Since OpenMP is meant to be used with either C/C++ or FORTRAN, you will need to know how to work with at least one of these languages. This workshop will use C as the language for the examples. As a reminder, a simple hello world program in C would look like the following.
#include <stdio.h>
#include <stdlib.h>
int main(int argc, char **argv) {
printf("Hello World\n");
}
In order to compile this code, you would need to use the following command:
gcc -o hello_world hello_world.c
This gives you an executable file that will print out the text “Hello World”. You can do this with the command:
./hello_world
Hello World
GCC on Compute Canada
The default environment on the general purpose clusters (Beluga, Cedar, Graham) includes a gcc compiler. Not all systems are set up this way, though. On Niagara, for instance, the default environment is very minimal and you must load a module explicitly to access any compiler:
$ module load gcc $ gcc --version gcc (GCC) 7.3.0
Key Points
OpenMP programs are limited to a single physical machine
You use OpenMP with C, C++, or Fortran
Hello World
Overview
Teaching: 15 min
Exercises: 10 minQuestions
How do you compile and run an OpenMP program?
What are OpenMP pragmas?
Objectives
Compiling and running an OpenMP program
Since OpenMP is an extension to the compiler, you need to be able to tell the compiler when and where to add the code necessary to create and use threads for the parallel sections. This is handled through special statements called pragmas. To a compiler that doesn’t understand OpenMP, pragmas look like comments. The basic forms are:
C/C++
#pragma omp ...
FORTRAN
!$OMP ...
Hello World
How do we add in parallelism to the basic hello world program? The very first pragma that we will look at is the parallel
pragma.
#include <stdio.h>
#include <stdlib.h>
#include <omp.h>
int main(int argc, char **argv) {
#pragma omp parallel
printf("Hello World\n");
}
To compile it, you’ll need to add an extra flag to tell the compiler to treat the source code as an OpenMP program.

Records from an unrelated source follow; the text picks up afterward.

//! Text and JSON rendering of stored data for the CLI.

use crate::constants::confidence::DECIMAL_PLACES;
use crate::detection::{CorrelatedSighting, DetectionRecord};
use crate::error::{Error, Result};
use crate::stats::DailyStats;
use serde::Serialize;
use std::fmt::Write;

/// Pretty-printed JSON of any report value.
pub fn to_json<T: Serialize + ?Sized>(value: &T) -> Result<String> {
    serde_json::to_string_pretty(value).map_err(|source| Error::JsonSerialize { source })
}

/// Per-day species tables.
pub fn render_stats(days: &[DailyStats]) -> String {
    if days.is_empty() {
        return "No statistics recorded.\n".to_string();
    }

    let mut out = String::new();
    for day in days {
        let _ = writeln!(
            out,
            "{}  visual {}  audio {}  correlated {}",
            day.date,
            day.visual_total(),
            day.audio_total(),
            day.correlated_total()
        );
        let _ = writeln!(
            out,
            "  {:<32} {:>7} {:>7} {:>11}  {:<5}  {:<5}",
            "Species", "Visual", "Audio", "Correlated", "First", "Last"
        );
        for (name, entry) in day.ranked() {
            let _ = writeln!(
                out,
                "  {:<32} {:>7} {:>7} {:>11}  {}  {}",
                name,
                entry.visual_count,
                entry.audio_count,
                entry.correlated_count,
                entry.first_seen.format("%H:%M"),
                entry.last_seen.format("%H:%M")
            );
        }
        let _ = writeln!(out);
    }
    out
}

/// Chronological feed of one day's detections.
pub fn render_feed(records: &[DetectionRecord]) -> String {
    if records.is_empty() {
        return "No detections recorded.\n".to_string();
    }

    let mut out = String::new();
    for record in records {
        let _ = writeln!(
            out,
            "{}  {:<10}  {:<32}  {:.decimal$}",
            record.timestamp().format("%H:%M:%S"),
            record.kind(),
            record.display_name(),
            record.confidence(),
            decimal = DECIMAL_PLACES
        );
    }
    out
}

/// List of correlated sightings.
pub fn render_sightings(sightings: &[CorrelatedSighting]) -> String {
    if sightings.is_empty() {
        return "No correlated sightings.\n".to_string();
    }

    let mut out = String::new();
    for s in sightings {
        let _ = writeln!(
            out,
            "{}  {} ({})  {:.1}%  [visual {:.1}%, audio {:.1}%, {:+.1}s]",
            s.timestamp.format("%Y-%m-%d %H:%M:%S"),
            s.common_name,
            s.scientific_name,
            s.confidence * 100.0,
            s.visual_confidence * 100.0,
            s.audio_confidence * 100.0,
            s.time_diff
        );
    }
    out
}
//! Correlation counters.

use serde::Serialize;

/// Snapshot of engine counters.
///
/// A persistently low [`match_rate`](Self::match_rate) while both sources
/// report the same species usually means their clocks disagree by more than
/// the correlation window.
#[derive(Debug, Clone, Copy, Default, PartialEq, Eq, Serialize)]
pub struct CorrelationMetrics {
    /// Visual detections offered to the engine.
    pub visual_received: u64,
    /// Visual detections excluded as background/non-bird.
    pub visual_excluded: u64,
    /// Visual detections settled without an audio match.
    pub visual_expired: u64,
    /// Audio detections offered to the engine.
    pub audio_received: u64,
    /// Audio detections below the minimum confidence.
    pub audio_rejected: u64,
    /// Audio detections that aged out without a match.
    pub audio_expired: u64,
    /// Correlated sightings produced.
    pub matched: u64,
    /// Events that arrived older than their source's watermark.
    pub late_events: u64,
    /// Entries dropped or force-settled because the window was full.
    pub capacity_evictions: u64,
    /// Visual detections currently waiting for their window to close.
    pub pending_visual: u64,
    /// Audio detections currently held in the window.
    pub window_audio: u64,
}

impl CorrelationMetrics {
    /// Fraction of settled visual detections that found an audio match.
    ///
    /// `None` until at least one visual detection has settled.
    pub fn match_rate(&self) -> Option<f64> {
        let settled = self.matched + self.visual_expired;
        #[allow(clippy::cast_precision_loss)]
        (settled > 0).then(|| self.matched as f64 / settled as f64)
    }
}
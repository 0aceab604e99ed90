// cmdsage - ask for a terminal command in plain language
// Library exports

pub mod cli;
pub mod config;
pub mod errors;
pub mod prompt;
pub mod providers;
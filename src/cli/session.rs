// Interactive session
//
// Holds one live provider client, the app configuration, and the bounded
// conversation history. Exactly one chat exchange is in flight at a time:
// the read loop is suspended while a response is awaited, so history needs
// no locking.

use anyhow::Result;
use tracing::warn;

use super::commands::{format_help, Command};
use super::conversation::ConversationHistory;
use super::input::InputHandler;
use super::render::render_answer;
use crate::config::{AppConfig, ConfigStore, ConfigUpdate};
use crate::errors::render_error;
use crate::prompt::SYSTEM_PROMPT;
use crate::providers::{
    factory, ChatMessage, ChatOptions, EnvOverrides, ProviderClient, ProviderError, ProviderKind,
};

#[derive(Debug, Clone, Copy, PartialEq, Eq)]
enum SessionState {
    Idle,
    AwaitingResponse,
}

/// The interactive read-eval-print loop.
pub struct Session {
    client: Box<dyn ProviderClient>,
    app_config: AppConfig,
    store: ConfigStore,
    env: EnvOverrides,
    history: ConversationHistory,
    state: SessionState,
}

impl Session {
    pub fn new(
        client: Box<dyn ProviderClient>,
        app_config: AppConfig,
        store: ConfigStore,
        env: EnvOverrides,
    ) -> Self {
        Self {
            client,
            app_config,
            store,
            env,
            history: ConversationHistory::new(SYSTEM_PROMPT),
            state: SessionState::Idle,
        }
    }

    /// Run the interactive loop until the user exits.
    pub async fn run(&mut self) -> Result<()> {
        println!(
            "cmdsage - ask for a command in plain language. /help for commands, /exit to quit."
        );

        let mut input = InputHandler::new()?;
        loop {
            let prompt = format!(
                "\x1b[1;32m{}\x1b[0m:{} > ",
                self.client.provider_kind(),
                self.client.model_name()
            );
            let line = match input.read_line(&prompt)? {
                Some(line) => line,
                None => break, // Ctrl+C / Ctrl+D
            };

            if self.handle_line(&line).await? {
                break;
            }
        }

        if let Err(e) = input.save_history() {
            warn!("could not save input history: {e:#}");
        }
        println!("Goodbye!");
        Ok(())
    }

    /// Process one line of input. Returns true when the session should end.
    pub async fn handle_line(&mut self, line: &str) -> Result<bool> {
        if line.trim().is_empty() {
            return Ok(false);
        }

        if let Some(command) = Command::parse(line) {
            return self.handle_command(command).await;
        }

        self.process_question(line.trim()).await;
        Ok(false)
    }

    /// One question/answer turn.
    ///
    /// The user message stays in history even when the call fails, so a
    /// failed turn still occupies a trim slot.
    async fn process_question(&mut self, question: &str) {
        debug_assert_eq!(self.state, SessionState::Idle, "one exchange in flight at a time");
        self.history.push_user(question);

        self.state = SessionState::AwaitingResponse;
        // Streamed fragments feed a progress indicator; the answer itself
        // is rendered only once it is complete
        let mut on_progress = |_: &str| {
            eprint!(".");
        };
        let options = ChatOptions::streaming(&mut on_progress).json_only();
        let result = self.client.chat(self.history.messages(), options).await;
        self.state = SessionState::Idle;
        eprintln!();

        match result {
            Ok(reply) => {
                println!("{}", render_answer(&reply));
                self.history.push_assistant(reply);
            }
            Err(e) => {
                eprintln!("{}", render_error(&e, self.client.provider_kind()));
            }
        }
    }

    async fn handle_command(&mut self, command: Command) -> Result<bool> {
        match command {
            Command::Quit => return Ok(true),
            Command::Help => println!("{}", format_help()),
            Command::Clear => {
                self.history.clear();
                println!("Conversation cleared.");
            }
            Command::History => self.show_history(),
            Command::Provider(None) => self.list_providers(),
            Command::Provider(Some(name)) => self.switch_provider(&name),
            Command::Model(None) => {
                println!("Active model: {}", self.client.model_name());
            }
            Command::Model(Some(name)) => self.change_model(&name),
            Command::Host(None) => match self.client.get_config().host_url() {
                Some(host) => println!("Local host: {host}"),
                None => println!(
                    "/host applies to the local provider; the active provider is {}.",
                    self.client.provider_kind()
                ),
            },
            Command::Host(Some(url)) => self.change_host(&url),
            Command::Models => match self.client.list_models().await {
                Ok(models) if models.is_empty() => println!("The provider reports no models."),
                Ok(models) => {
                    for model in models {
                        println!("  {model}");
                    }
                }
                Err(e) => eprintln!("{}", render_error(&e, self.client.provider_kind())),
            },
            Command::Health => {
                let result = self.client.health_check().await;
                let elapsed = result
                    .response_time_ms
                    .map(|ms| format!(" ({ms}ms)"))
                    .unwrap_or_default();
                if result.healthy {
                    let models = result
                        .models
                        .map(|m| format!(", {} models available", m.len()))
                        .unwrap_or_default();
                    println!("\x1b[32mhealthy\x1b[0m{elapsed}{models}");
                } else {
                    println!(
                        "\x1b[1;31munhealthy\x1b[0m{elapsed}: {}",
                        result.error.unwrap_or_else(|| "unknown failure".to_string())
                    );
                }
            }
            Command::Unknown(text) => {
                eprintln!("Unknown command: {text}");
                eprintln!("Type /help for available commands.");
            }
        }
        Ok(false)
    }

    fn show_history(&self) {
        let messages = self.history.messages();
        println!("Conversation history ({} messages):", messages.len());
        for (i, msg) in messages.iter().enumerate() {
            let preview: String = msg.content.chars().take(60).collect();
            let ellipsis = if msg.content.chars().count() > 60 { "…" } else { "" };
            println!("  [{}] {}: {preview}{ellipsis}", i + 1, msg.role);
        }
    }

    fn list_providers(&self) {
        println!("Configured providers:");
        for name in self.app_config.provider_names() {
            let marker = if name == self.app_config.current_provider {
                "*"
            } else {
                " "
            };
            let kind = self
                .app_config
                .providers
                .get(name)
                .map(|entry| entry.kind().to_string())
                .unwrap_or_default();
            println!("  {marker} {name} ({kind})");
        }
    }

    /// Switch the live client to the named config entry.
    ///
    /// Four effects belong together: construct the new client, swap the
    /// live reference, update `current_provider`, persist. Construction
    /// failure aborts with nothing changed; a failed persist after the
    /// in-memory swap is surfaced as a divergence warning.
    fn switch_provider(&mut self, name: &str) {
        let Some(entry) = self.app_config.providers.get(name) else {
            let err = ProviderError::ProviderNotConfigured(name.to_string());
            eprintln!("{}", render_error(&err, self.client.provider_kind()));
            return;
        };

        let kind = entry.kind();
        match factory::create_with_env(entry, &self.env) {
            Ok(client) => {
                self.client = client;
                self.app_config.current_provider = name.to_string();
                self.persist();
                println!(
                    "Switched to {name} ({kind}), model {}. History is preserved.",
                    self.client.model_name()
                );
            }
            Err(e) => eprintln!("{}", render_error(&e, kind)),
        }
    }

    /// Mutate the active adapter and the matching config entry together.
    fn apply_update(&mut self, update: ConfigUpdate) {
        self.client.update_config(&update);
        let current = self.app_config.current_provider.clone();
        if let Some(entry) = self.app_config.providers.get_mut(&current) {
            entry.apply_update(&update);
        }
        self.persist();
    }

    fn change_model(&mut self, name: &str) {
        self.apply_update(ConfigUpdate::model(name));
        println!("Model set to {name}.");
    }

    fn change_host(&mut self, url: &str) {
        if self.client.provider_kind() != ProviderKind::Local {
            println!(
                "/host applies to the local provider; the active provider is {}.",
                self.client.provider_kind()
            );
            return;
        }
        self.apply_update(ConfigUpdate::host(url));
        println!("Local host set to {url}.");
    }

    /// Persist the in-memory config; on failure the live session and the
    /// on-disk file diverge until the next successful save.
    fn persist(&self) {
        if let Err(e) = self.store.save(&self.app_config) {
            warn!("failed to persist config: {e:#}");
            eprintln!(
                "\x1b[1;33mWarning:\x1b[0m could not save {}; the running session now differs from the saved config.",
                self.store.path().display()
            );
        }
    }

    #[cfg(test)]
    fn history_messages(&self) -> &[ChatMessage] {
        self.history.messages()
    }
}

/// Answer a single question outside the interactive loop.
pub async fn ask_once(
    client: &dyn ProviderClient,
    question: &str,
) -> Result<String, ProviderError> {
    let history = [
        ChatMessage::system(SYSTEM_PROMPT),
        ChatMessage::user(question),
    ];
    client.chat(&history, ChatOptions::buffered().json_only()).await
}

gcc -fopenmp -o hello hello.c
If you prefer Intel compilers to GCC, use:
icc -qopenmp -o hello hello.c
When you run this program, you should see the output “Hello World” multiple times. But how many?
The standard says this is implementation dependent. But the usual default is, OpenMP will look at the machine that it is running on and see how many cores there are. It will then launch a thread for each core. You can control the number of threads, however, with environment variables. If you want only 3 threads, do the following:
export OMP_NUM_THREADS=3
./hello_world
Using multiple cores
Try running the hello world program with different numbers of threads. Can you use more threads than the cores on the machine?
OpenMP with Slurm
When you wish to submit an OpenMP job to the job scheduler Slurm, you can use the following boilerplate.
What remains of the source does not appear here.